### Task input
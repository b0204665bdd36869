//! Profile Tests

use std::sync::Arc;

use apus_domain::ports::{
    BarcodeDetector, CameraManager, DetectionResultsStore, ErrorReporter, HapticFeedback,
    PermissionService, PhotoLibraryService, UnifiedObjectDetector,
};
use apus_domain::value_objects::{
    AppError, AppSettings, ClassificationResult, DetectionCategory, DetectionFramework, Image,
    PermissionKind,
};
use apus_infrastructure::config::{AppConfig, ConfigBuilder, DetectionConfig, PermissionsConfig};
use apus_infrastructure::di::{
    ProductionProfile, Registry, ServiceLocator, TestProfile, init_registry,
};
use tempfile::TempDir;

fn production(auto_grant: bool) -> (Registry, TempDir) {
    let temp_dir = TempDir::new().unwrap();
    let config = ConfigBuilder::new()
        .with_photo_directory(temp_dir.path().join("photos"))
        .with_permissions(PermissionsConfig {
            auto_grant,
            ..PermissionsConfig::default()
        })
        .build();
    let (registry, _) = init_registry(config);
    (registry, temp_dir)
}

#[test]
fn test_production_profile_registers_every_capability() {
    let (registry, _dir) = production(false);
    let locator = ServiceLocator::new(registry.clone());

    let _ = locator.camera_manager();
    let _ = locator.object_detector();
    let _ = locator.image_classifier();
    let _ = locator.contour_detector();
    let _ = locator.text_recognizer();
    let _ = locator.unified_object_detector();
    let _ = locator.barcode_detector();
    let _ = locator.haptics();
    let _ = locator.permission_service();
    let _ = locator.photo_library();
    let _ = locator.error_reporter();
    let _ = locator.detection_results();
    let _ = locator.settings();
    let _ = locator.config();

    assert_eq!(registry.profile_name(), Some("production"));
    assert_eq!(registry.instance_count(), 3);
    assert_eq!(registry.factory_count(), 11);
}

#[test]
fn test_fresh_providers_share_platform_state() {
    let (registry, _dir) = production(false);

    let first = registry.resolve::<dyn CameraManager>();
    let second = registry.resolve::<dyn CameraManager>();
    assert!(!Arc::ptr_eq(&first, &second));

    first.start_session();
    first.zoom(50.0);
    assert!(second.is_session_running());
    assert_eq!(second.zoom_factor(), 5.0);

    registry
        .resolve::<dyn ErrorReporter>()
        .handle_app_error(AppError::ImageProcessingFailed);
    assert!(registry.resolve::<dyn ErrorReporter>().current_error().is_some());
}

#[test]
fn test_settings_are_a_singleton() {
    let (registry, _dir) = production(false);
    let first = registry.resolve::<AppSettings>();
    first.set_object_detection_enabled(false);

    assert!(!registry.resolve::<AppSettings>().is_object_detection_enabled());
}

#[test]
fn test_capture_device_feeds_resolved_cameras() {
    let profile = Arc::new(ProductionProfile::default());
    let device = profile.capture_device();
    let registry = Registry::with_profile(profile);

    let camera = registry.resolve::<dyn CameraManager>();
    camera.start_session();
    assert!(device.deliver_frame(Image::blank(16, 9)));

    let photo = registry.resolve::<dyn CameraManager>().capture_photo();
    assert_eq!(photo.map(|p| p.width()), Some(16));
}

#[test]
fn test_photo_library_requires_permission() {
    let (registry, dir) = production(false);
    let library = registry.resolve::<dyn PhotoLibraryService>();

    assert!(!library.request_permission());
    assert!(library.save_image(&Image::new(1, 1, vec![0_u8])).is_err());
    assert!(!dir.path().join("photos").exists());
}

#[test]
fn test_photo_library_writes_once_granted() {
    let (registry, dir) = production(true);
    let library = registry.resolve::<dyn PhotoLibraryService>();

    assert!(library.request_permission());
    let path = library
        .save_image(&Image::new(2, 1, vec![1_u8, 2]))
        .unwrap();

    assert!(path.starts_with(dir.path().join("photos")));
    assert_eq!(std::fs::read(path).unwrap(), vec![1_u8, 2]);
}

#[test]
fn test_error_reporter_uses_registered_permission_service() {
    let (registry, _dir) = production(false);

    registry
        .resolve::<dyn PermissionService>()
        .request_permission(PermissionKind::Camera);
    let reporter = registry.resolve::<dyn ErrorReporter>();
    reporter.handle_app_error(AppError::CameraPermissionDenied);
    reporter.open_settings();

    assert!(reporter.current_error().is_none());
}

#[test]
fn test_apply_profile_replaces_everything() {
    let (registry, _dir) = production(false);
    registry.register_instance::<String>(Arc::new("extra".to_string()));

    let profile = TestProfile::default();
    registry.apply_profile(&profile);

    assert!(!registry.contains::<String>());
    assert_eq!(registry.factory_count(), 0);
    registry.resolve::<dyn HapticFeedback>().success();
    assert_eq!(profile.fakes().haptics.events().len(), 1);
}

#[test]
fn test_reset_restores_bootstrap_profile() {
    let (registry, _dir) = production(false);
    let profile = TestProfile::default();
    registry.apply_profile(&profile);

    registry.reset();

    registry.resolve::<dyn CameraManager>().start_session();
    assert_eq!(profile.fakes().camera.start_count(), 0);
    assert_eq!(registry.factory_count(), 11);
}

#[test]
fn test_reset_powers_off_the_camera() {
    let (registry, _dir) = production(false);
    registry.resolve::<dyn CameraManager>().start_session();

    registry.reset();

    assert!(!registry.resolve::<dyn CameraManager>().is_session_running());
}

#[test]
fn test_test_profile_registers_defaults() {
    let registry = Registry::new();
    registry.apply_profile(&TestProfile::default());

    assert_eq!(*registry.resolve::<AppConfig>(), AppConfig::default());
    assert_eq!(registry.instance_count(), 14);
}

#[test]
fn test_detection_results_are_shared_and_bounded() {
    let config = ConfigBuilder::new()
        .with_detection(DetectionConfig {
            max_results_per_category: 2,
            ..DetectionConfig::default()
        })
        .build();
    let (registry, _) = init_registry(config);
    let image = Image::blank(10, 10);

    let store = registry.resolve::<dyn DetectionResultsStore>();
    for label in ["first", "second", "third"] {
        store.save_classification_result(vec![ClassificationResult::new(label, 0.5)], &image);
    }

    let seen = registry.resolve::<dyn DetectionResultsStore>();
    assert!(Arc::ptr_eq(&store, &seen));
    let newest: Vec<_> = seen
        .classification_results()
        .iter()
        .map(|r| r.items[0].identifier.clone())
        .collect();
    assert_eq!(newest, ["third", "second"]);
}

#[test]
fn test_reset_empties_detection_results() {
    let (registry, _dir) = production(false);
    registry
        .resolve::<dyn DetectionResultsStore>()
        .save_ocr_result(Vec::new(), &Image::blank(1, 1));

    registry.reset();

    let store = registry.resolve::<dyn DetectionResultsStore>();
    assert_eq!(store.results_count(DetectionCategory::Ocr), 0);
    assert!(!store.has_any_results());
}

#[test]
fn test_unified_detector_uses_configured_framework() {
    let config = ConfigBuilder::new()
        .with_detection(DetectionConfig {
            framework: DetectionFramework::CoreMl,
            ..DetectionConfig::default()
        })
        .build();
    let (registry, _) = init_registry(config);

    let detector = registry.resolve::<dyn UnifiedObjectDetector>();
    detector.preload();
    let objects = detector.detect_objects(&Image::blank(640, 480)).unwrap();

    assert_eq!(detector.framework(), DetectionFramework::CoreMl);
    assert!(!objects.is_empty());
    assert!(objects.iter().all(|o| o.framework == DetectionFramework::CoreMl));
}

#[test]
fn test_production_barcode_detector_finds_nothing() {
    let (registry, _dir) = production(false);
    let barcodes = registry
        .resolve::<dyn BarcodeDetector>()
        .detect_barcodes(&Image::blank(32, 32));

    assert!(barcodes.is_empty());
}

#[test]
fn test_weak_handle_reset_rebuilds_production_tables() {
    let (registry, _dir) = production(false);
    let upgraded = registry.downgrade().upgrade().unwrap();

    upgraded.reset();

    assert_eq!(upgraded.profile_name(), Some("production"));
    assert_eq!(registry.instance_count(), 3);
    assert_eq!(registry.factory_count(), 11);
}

### Problem to work on
In the records above, collect each line with "TestProfile".

### Problem solution
    ProductionProfile, Registry, ServiceLocator, TestProfile, init_registry,
    let profile = TestProfile::default();
    let profile = TestProfile::default();
    registry.apply_profile(&TestProfile::default());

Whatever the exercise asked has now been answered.